End North Carolina’s franchise tax to spur growth

Published January 9, 2025

By Donald Bryson

North Carolina’s remarkable economic renaissance over the past decade has been a model of fiscal responsibility and tax reform. The state’s General Assembly has progressively eliminated inefficiencies and lowered barriers to growth, catapulting the Tar Heel State into national prominence as a premier business destination. However, one glaring obstacle persists: the franchise tax, a relic of a bygone era that hinders investment, penalizes entrepreneurship, and generates minimal revenue.

State lawmakers should repeal the franchise tax in 2025, continuing the state’s trajectory toward economic leadership.
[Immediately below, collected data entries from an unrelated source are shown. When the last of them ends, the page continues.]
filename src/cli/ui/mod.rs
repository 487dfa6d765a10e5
pub mod output;

pub use output::Output;
//! Shared Types
//!
//! Error types used across the crate.

pub mod error;

pub use error::{ConfigError, Result};
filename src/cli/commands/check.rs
//! Check Command
//!
//! Resolve settings for an environment and report the outcome. The global
//! subscriber is installed from the resolved settings themselves, so this
//! command also shows what the configured logging looks like: colorized
//! console in dev, line-delimited JSON in prod.

use anyhow::Result;

use crate::cli::Output;
use crate::config::{Environment, Resolver};
use crate::logging;

pub fn run(
    resolver: &Resolver,
    environment: Environment,
    level_override: Option<&str>,
) -> Result<()> {
    let settings = resolver.resolve_env(environment)?;

    match level_override {
        Some(level) => logging::init_with(level, settings.log.format, settings.environment)?,
        None => logging::init(&settings)?,
    }

    // database.url stays out of the fields on purpose
    tracing::info!(
        environment = %settings.environment,
        host = %settings.server.host,
        port = settings.server.port,
        workers = settings.server.workers,
        "configuration resolved"
    );

    let output = Output::new();
    output.success(&format!(
        "Configuration for '{}' is valid",
        settings.environment
    ));

    output.section("Resolved settings");
    output.item("app", &settings.app.name);
    output.item(
        "server",
        &format!("{}:{}", settings.server.host, settings.server.port),
    );
    output.item("workers", &settings.server.workers.to_string());
    output.item("db pool", &settings.database.pool_size.to_string());
    output.item(
        "auth key",
        if settings.auth.secret_key.is_some() {
            "set"
        } else {
            "not set"
        },
    );
    output.item(
        "log",
        &format!("{} ({})", settings.log.level, settings.log.format),
    );

    Ok(())
}
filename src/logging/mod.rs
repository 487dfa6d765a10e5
//! Logging bootstrap and masking
//!
//! The subscriber is built from resolved settings: `log.level` seeds the
//! filter (an explicit `RUST_LOG` still wins), `log.format` picks between
//! the colorized console format and line-delimited JSON. Both formats mask
//! sensitive field names, see [`mask`].

pub mod format;
pub mod mask;

pub use format::{JsonFormat, MaskFields};
pub use mask::{REDACTION_MARKER, is_sensitive};

use tracing_subscriber::layer::SubscriberExt;
use tracing_subscriber::util::SubscriberInitExt;
use tracing_subscriber::{EnvFilter, Layer};

use crate::config::{Environment, LogFormat, Settings};

/// Errors from logging setup
#[derive(Debug, thiserror::Error)]
pub enum LoggingError {
    #[error("invalid log filter '{filter}': {source}")]
    InvalidFilter {
        filter: String,
        source: tracing_subscriber::filter::ParseError,
    },

    #[error("failed to install global subscriber: {0}")]
    Subscriber(#[from] tracing_subscriber::util::TryInitError),
}

/// Install the global subscriber described by resolved settings
pub fn init(settings: &Settings) -> Result<(), LoggingError> {
    init_with(&settings.log.level, settings.log.format, settings.environment)
}

/// Install the global subscriber from explicit level, format and environment.
/// Fails if a subscriber is already installed.
pub fn init_with(
    level: &str,
    format: LogFormat,
    environment: Environment,
) -> Result<(), LoggingError> {
    let filter = build_filter(level, std::env::var("RUST_LOG").ok().as_deref())?;

    let layer = match format {
        LogFormat::Pretty => tracing_subscriber::fmt::layer()
            .compact()
            .with_ansi(true)
            .fmt_fields(MaskFields)
            .boxed(),
        LogFormat::Json => tracing_subscriber::fmt::layer()
            .with_ansi(false)
            .event_format(JsonFormat::new(environment))
            .boxed(),
    };

    tracing_subscriber::registry()
        .with(filter)
        .with(layer)
        .try_init()?;
    Ok(())
}

fn build_filter(level: &str, rust_log: Option<&str>) -> Result<EnvFilter, LoggingError> {
    let directives = rust_log.unwrap_or(level);
    EnvFilter::try_new(directives).map_err(|source| LoggingError::InvalidFilter {
        filter: directives.to_string(),
        source,
    })
}
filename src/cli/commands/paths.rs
//! Paths Command
//!
//! Show the configuration sources for an environment in merge order,
//! without reading any of them.

use anyhow::Result;
use console::{StyledObject, style};

use crate::config::{Environment, Resolver};
use crate::constants;

pub fn run(resolver: &Resolver, environment: Environment) -> Result<()> {
    println!("Configuration sources for '{}', later layers win:", environment);
    println!("  1.   built-in defaults");

    let structural = resolver.structural_path(environment);
    println!(
        "  2. {} {} (structural, required)",
        marker(structural.exists(), true),
        structural.display()
    );

    let secrets = resolver.secrets_path(environment);
    println!(
        "  3. {} {} (secrets, optional)",
        marker(secrets.exists(), false),
        secrets.display()
    );

    println!(
        "  4.   {}* variables from the process environment",
        constants::env::PREFIX
    );

    Ok(())
}

fn marker(exists: bool, required: bool) -> StyledObject<&'static str> {
    if exists {
        style("✓").green()
    } else if required {
        style("✗").red()
    } else {
        style("-").yellow()
    }
}
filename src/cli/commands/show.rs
//! Show Command
//!
//! Print the fully resolved settings for an environment. Secret values are
//! masked in both formats, so the output is safe to paste into an issue.
//!
//! Usage:
//!   confstack show
//!   confstack -e prod show -f json

use anyhow::Result;

use crate::config::{Environment, Resolver};

pub fn run(resolver: &Resolver, environment: Environment, format: &str) -> Result<()> {
    let settings = resolver.resolve_env(environment)?;

    if format == "json" {
        println!("{}", serde_json::to_string_pretty(&settings)?);
    } else {
        print!("{}", toml::to_string_pretty(&settings)?);
    }

    Ok(())
}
A job-killing, growth-deterring tax

The franchise tax is not a tax on fast-food restaurants. It is a yearly tax on any business’s net worth, based on its assets minus liabilities, with additional adjustments. Companies must pay it even if they don’t turn a profit, making it especially tough on startups and struggling businesses. It applies to any company doing business in North Carolina, even if they don’t have a physical location.

It is an inherently flawed approach that punishes capital investment and business growth. Unlike corporate income taxes, which fluctuate based on profitability, the franchise tax is due annually — even when businesses operate at a loss. This dynamic discourages investment in new facilities, equipment, and jobs, particularly during economic downturns.

Small businesses bear a disproportionate burden. Independent contractors and sole proprietors organized as LLCs often face the $200 minimum franchise tax, even if they generate no income or hold no assets. This is a direct disincentive for entrepreneurial ventures that would otherwise contribute to the state’s economic vitality.

High complexity, low returns

The franchise tax is notorious for its complexity. A May 2024 report by the John Locke Foundation’s senior vice president for research, Brian Balfour, notes that its calculation involves apportioning net worth across multiple states and adjusting for affiliated indebtedness. These complications increase business compliance costs and create opportunities for costly audits and fines.

For all its harm, the tax generated a mere 2.2% of General Fund revenue in Fiscal Year 2023-24, about $742.3 million of the state’s $33.7 billion collected, money businesses could not reinvest or disperse as wages. This share will decline further as liabilities are capped in the coming years. Thus, the franchise tax creates an outsized burden for negligible fiscal gain.

The national trend: eliminating franchise taxes

North Carolina is one of only 15 states that still impose a franchise tax. Other states are rapidly abandoning this counterproductive policy. Connecticut, Mississippi, and Oklahoma have taken steps to repeal or phase out their franchise taxes, citing the same economic inefficiencies North Carolina faces. As these states reap the benefits of greater investment and job creation, North Carolina risks being left behind.

The franchise tax is a disincentive for companies to make physical investments in North Carolina because it directly penalizes businesses for growing their capital base. By taxing a company’s net worth — rather than its income — the tax discourages the purchase of equipment, construction of facilities, and other capital-intensive investments that drive economic growth and job creation. Unlike corporate incentive programs, which selectively target certain businesses and projects, repealing the franchise tax would create a broad-based, equitable improvement to the state’s business climate. This approach eliminates distortions caused by incentives and fosters organic, market-driven investment across all sectors.

The state Department of Commerce spends a good deal of time and energy on corporate incentive programs like the One North Carolina Fund and the Job Development Investment Grant (JDIG). These programs aim to attract business investment by offering lucrative incentives. Still, this effort is fundamentally undermined by the state’s franchise tax, which penalizes companies for accumulating capital and investing in growth. Offering incentives to lure businesses while simultaneously taxing their net worth creates a contradictory policy environment that discourages the very investments One North Carolina and JDIG are designed to encourage. Instead of relying on selective incentives, North Carolina should focus on eliminating barriers like the franchise tax, fostering a more predictable and universally competitive business climate.

The franchise tax is fundamentally unjust. It penalizes businesses for accumulating capital, a vital driver of future growth. As the John Locke Foundation report highlights, this type of tax reduces the resources available for job creation, wage increases, and innovation. Moreover, it is not a one-time privilege tax but levied annually.

A logical next step

This tax is a roadblock to economic progress, stifling entrepreneurship while offering minimal returns to state revenue. Eliminating it is more than prudent fiscal policy — it declares North Carolina’s commitment to fostering opportunity and prosperity.

By repealing the franchise tax in 2025, state lawmakers can cement the legacy of the transformative tax reform of the past 12 years, unleashing investment, fueling job creation, and securing North Carolina’s reputation as the nation’s premier business destination.